Time share/condo businesses? Some are very diligent about asking us for brochures and giving them to its clients. Some are not.
Vacation rental businesses? There is one that has been supporting our ocean safety efforts, and other companies are catching on. But a nut we still have no idea how to crack is the one-person vacation rentals, where the owner maybe lives in the house part of the year and rents it out when they are away.
Car rentals? They give out a Kaua‘i Drive guide to every renter, and in there is an important ocean safety page and also started giving out county ocean safety brochures to every car renter.
Airlines? Another nut we have yet to crack, and it merits a whole article unto itself. The Lihu‘e Airport, however, has stepped up big time, allowing for ocean safety banners on its premises, and it is sponsoring an ocean safety video that will very soon be airing on four 55-inch monitors in the baggage claim areas.
Tour boat companies? Two in particular stand out in their commitment with its donations to KLA’s programs and with sponsoring www.kauaiexplorer.com. And I have witnessed one-on-one ocean safety information given to clients.
Guide books? Again, these can’t be lumped together. Some are very serious in their commitment to recommend only safe areas. Some are not. And this issue is as difficult to figure out as is our ocean itself. Some areas can be safe as can be on one given day, and a death trap the next day (or hour). So do you leave the area out of your guide book? Or do you mention it and say “never go there?” Or do you mention it and say “go there only when it’s safe, and see if you can figure that out?”
These are examples of what the visitor industry is doing. Can the industry do more? The answer is yes. But having answered this question with a yes, I (as a hospital employee and therefore a beneficiary of our visitors) immediately have to ask the question: Can I do more? Can KLA do more?
The answer again is yes. We have put ourselves in the position such that the visitor industry looks to us for guidance as to what exactly they can do and should do, above and beyond donating money to our programs. If they have failed to do enough, it is partly because we have failed to guide them and encourage them (and, yes, prod them).

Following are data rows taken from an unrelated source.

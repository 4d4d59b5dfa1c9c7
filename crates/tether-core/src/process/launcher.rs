//! Spawning plugin executables and querying their metadata.

use crate::config::{EnvConfig, TimeoutConfig};
use crate::error::{Result, TetherError};
use crate::rpc::PluginDescriptor;
use async_trait::async_trait;
use std::fs;
use std::path::{Path, PathBuf};
use std::process::Stdio;
use tokio::process::{Child, Command};
use tracing::{debug, info};

/// Everything needed to start one plugin process.
#[derive(Debug, Clone, PartialEq, Eq)]
pub struct LaunchSpec {
    pub plugin_id: String,
    pub path: PathBuf,
    /// `host:port` the plugin dials back to.
    pub host_address: String,
    /// Per-spawn correlation token echoed in the plugin's registration.
    pub launch_token: String,
    /// File receiving the child's stdout/stderr; `None` inherits the host's.
    pub log_file: Option<PathBuf>,
}

/// How a plugin process ended.
#[derive(Debug, Clone, Copy, PartialEq, Eq)]
pub struct ExitReport {
    pub code: Option<i32>,
    pub success: bool,
}

/// A running plugin process, owned by its monitor task.
#[async_trait]
pub trait PluginProcess: Send {
    fn pid(&self) -> Option<u32>;

    /// Wait for the process to exit. Must be cancel-safe.
    async fn wait(&mut self) -> Result<ExitReport>;

    /// Terminate the process forcibly.
    async fn kill(&mut self) -> Result<()>;
}

/// Starts plugin processes and runs metadata queries.
#[async_trait]
pub trait PluginLauncher: Send + Sync + 'static {
    async fn spawn(&self, spec: &LaunchSpec) -> Result<Box<dyn PluginProcess>>;

    /// Run the executable in metadata query mode and parse its descriptor.
    async fn query_info(&self, path: &Path) -> Result<PluginDescriptor>;
}

/// Launcher that runs plugin executables as OS child processes.
#[derive(Debug, Default, Clone, Copy)]
pub struct CommandLauncher;

impl CommandLauncher {
    pub fn new() -> Self {
        Self
    }

    fn open_log(path: &Path) -> Result<(Stdio, Stdio)> {
        if let Some(parent) = path.parent() {
            fs::create_dir_all(parent).map_err(|e| {
                TetherError::io_with_context(e, format!("create log dir {}", parent.display()))
            })?;
        }
        let file = fs::OpenOptions::new()
            .create(true)
            .append(true)
            .open(path)
            .map_err(|e| TetherError::io_with_context(e, format!("open log {}", path.display())))?;
        let stdout_file = file
            .try_clone()
            .map_err(|e| TetherError::io_with_context(e, "clone log file handle"))?;
        Ok((Stdio::from(stdout_file), Stdio::from(file)))
    }
}

#[async_trait]
impl PluginLauncher for CommandLauncher {
    async fn spawn(&self, spec: &LaunchSpec) -> Result<Box<dyn PluginProcess>> {
        let mut cmd = Command::new(&spec.path);
        cmd.env(EnvConfig::PLUGIN_ID, &spec.plugin_id)
            .env(EnvConfig::HOST_ADDRESS, &spec.host_address)
            .env(EnvConfig::LAUNCH_TOKEN, &spec.launch_token)
            .stdin(Stdio::null())
            .kill_on_drop(true);

        match &spec.log_file {
            Some(log_file) => {
                let (stdout, stderr) = Self::open_log(log_file)?;
                cmd.stdout(stdout).stderr(stderr);
            }
            None => {
                cmd.stdout(Stdio::inherit()).stderr(Stdio::inherit());
            }
        }

        let child = cmd.spawn().map_err(|e| TetherError::LaunchFailed {
            path: spec.path.clone(),
            message: e.to_string(),
        })?;

        info!(
            plugin_id = %spec.plugin_id,
            pid = ?child.id(),
            "Launched plugin from {}",
            spec.path.display()
        );

        Ok(Box::new(ChildProcess { child }))
    }

    async fn query_info(&self, path: &Path) -> Result<PluginDescriptor> {
        let metadata_error = |message: String| TetherError::MetadataQuery {
            path: path.to_path_buf(),
            message,
        };

        let output = Command::new(path)
            .arg(EnvConfig::INFO_FLAG)
            .stdin(Stdio::null())
            .stdout(Stdio::piped())
            .stderr(Stdio::piped())
            .kill_on_drop(true)
            .output();

        let output = tokio::time::timeout(TimeoutConfig::METADATA_QUERY, output)
            .await
            .map_err(|_| {
                metadata_error(format!(
                    "no answer within {:?}",
                    TimeoutConfig::METADATA_QUERY
                ))
            })?
            .map_err(|e| metadata_error(e.to_string()))?;

        if !output.status.success() {
            let stderr = String::from_utf8_lossy(&output.stderr);
            return Err(metadata_error(format!(
                "exited with {}: {}",
                output.status,
                stderr.trim()
            )));
        }

        let stdout = String::from_utf8_lossy(&output.stdout);
        let descriptor = parse_descriptor(&stdout).map_err(metadata_error)?;
        debug!(
            plugin_id = %descriptor.id,
            "Queried metadata from {}",
            path.display()
        );
        Ok(descriptor)
    }
}

/// Parse metadata query output. Accepts the object on its own or as the
/// last JSON line of a noisier output.
pub fn parse_descriptor(output: &str) -> std::result::Result<PluginDescriptor, String> {
    let trimmed = output.trim();
    let parsed = serde_json::from_str::<PluginDescriptor>(trimmed).or_else(|first_err| {
        trimmed
            .lines()
            .rev()
            .map(str::trim)
            .find(|line| line.starts_with('{'))
            .ok_or_else(|| format!("invalid metadata JSON: {}", first_err))
            .and_then(|line| {
                serde_json::from_str::<PluginDescriptor>(line)
                    .map_err(|e| format!("invalid metadata JSON: {}", e))
            })
    })?;

    if parsed.name.trim().is_empty() {
        return Err("metadata is missing a plugin name".to_string());
    }
    Ok(parsed)
}

/// A plugin running as an OS child process.
#[derive(Debug)]
pub struct ChildProcess {
    child: Child,
}

#[async_trait]
impl PluginProcess for ChildProcess {
    fn pid(&self) -> Option<u32> {
        self.child.id()
    }

    async fn wait(&mut self) -> Result<ExitReport> {
        let status = self.child.wait().await?;
        Ok(ExitReport {
            code: status.code(),
            success: status.success(),
        })
    }

    async fn kill(&mut self) -> Result<()> {
        match self.child.kill().await {
            Ok(()) => Ok(()),
            // Already exited
            Err(e) if e.kind() == std::io::ErrorKind::InvalidInput => Ok(()),
            Err(e) => Err(TetherError::io_with_context(e, "kill plugin process")),
        }
    }
}

#[cfg(test)]
mod tests {
    use super::*;
    use tempfile::TempDir;

    #[test]
    fn test_parse_descriptor_plain_object() {
        let descriptor = parse_descriptor(
            r#"{"id":"s","name":"Sample","version":"1.0.0","description":"d","capabilities":["x"],"functions":["Echo"]}"#,
        )
        .unwrap();
        assert_eq!(descriptor.name, "Sample");
        assert_eq!(descriptor.functions, vec!["Echo"]);
    }

    #[test]
    fn test_parse_descriptor_after_noise() {
        let output = "starting up\n{\"id\":\"s\",\"name\":\"Sample\",\"version\":\"1.0.0\"}\n";
        let descriptor = parse_descriptor(output).unwrap();
        assert_eq!(descriptor.id, "s");
        assert!(descriptor.capabilities.is_empty());
    }

    #[test]
    fn test_parse_descriptor_rejects_garbage() {
        assert!(parse_descriptor("not json at all").is_err());
        assert!(parse_descriptor(r#"{"id":"x","name":"","version":"1"}"#).is_err());
    }

    #[tokio::test]
    async fn test_query_info_missing_executable() {
        let temp_dir = TempDir::new().unwrap();
        let missing = temp_dir.path().join("no-such-plugin");

        let result = CommandLauncher::new().query_info(&missing).await;
        assert!(matches!(result, Err(TetherError::MetadataQuery { .. })));
    }

    #[tokio::test]
    async fn test_spawn_missing_executable() {
        let temp_dir = TempDir::new().unwrap();
        let spec = LaunchSpec {
            plugin_id: "ghost".into(),
            path: temp_dir.path().join("no-such-plugin"),
            host_address: "127.0.0.1:1".into(),
            launch_token: "t".into(),
            log_file: Some(temp_dir.path().join("logs").join("ghost.log")),
        };

        let result = CommandLauncher::new().spawn(&spec).await;
        assert!(matches!(result, Err(TetherError::LaunchFailed { .. })));
    }
}
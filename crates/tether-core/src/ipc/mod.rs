//! Local IPC transport between host and plugins.
//!
//! Length-prefixed JSON-RPC 2.0 over loopback TCP.
//!
//! # Architecture
//!
//! - **Server**: accepts connections and dispatches method calls concurrently
//! - **Client**: multiplexes calls over one connection, matched by request id
//! - **Stream**: one-way item stream over a dedicated connection
//! - **Protocol**: shared framing and JSON-RPC types used by all three

pub mod client;
pub mod protocol;
pub mod server;
pub mod stream;

pub use client::IpcClient;
pub use protocol::{IpcError, IpcRequest, IpcResponse};
pub use server::{IpcDispatch, IpcServer, IpcServerHandle};
pub use stream::IpcStream;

I have often mentioned the Mauna Kea Resort on the Big Island as the gold standard for what resorts can do to protect our visitors (including having lifeguards on its beach), and it’s time to look towards them again. As I write these words we are engaged in emergency county and visitor industry meetings.
Can the county, state and individuals do more? Yes, of course.
We are doing a lot, we really are. We have to try and believe in ourselves even in our difficult, tragic — and for me, humiliating — times. Yes, we can do more. As they say in sports training: It isn’t always how hard you work, it’s how smart you work. KLA will try and help us all figure out how to do both.
At this point I feel like we need God’s help, as well as all the effort that us humans can put together.
• Dr. Monty Downs is president of the Kaua‘i Lifeguard Association and an emergency room doctor at Wilcox Memorial Hospital.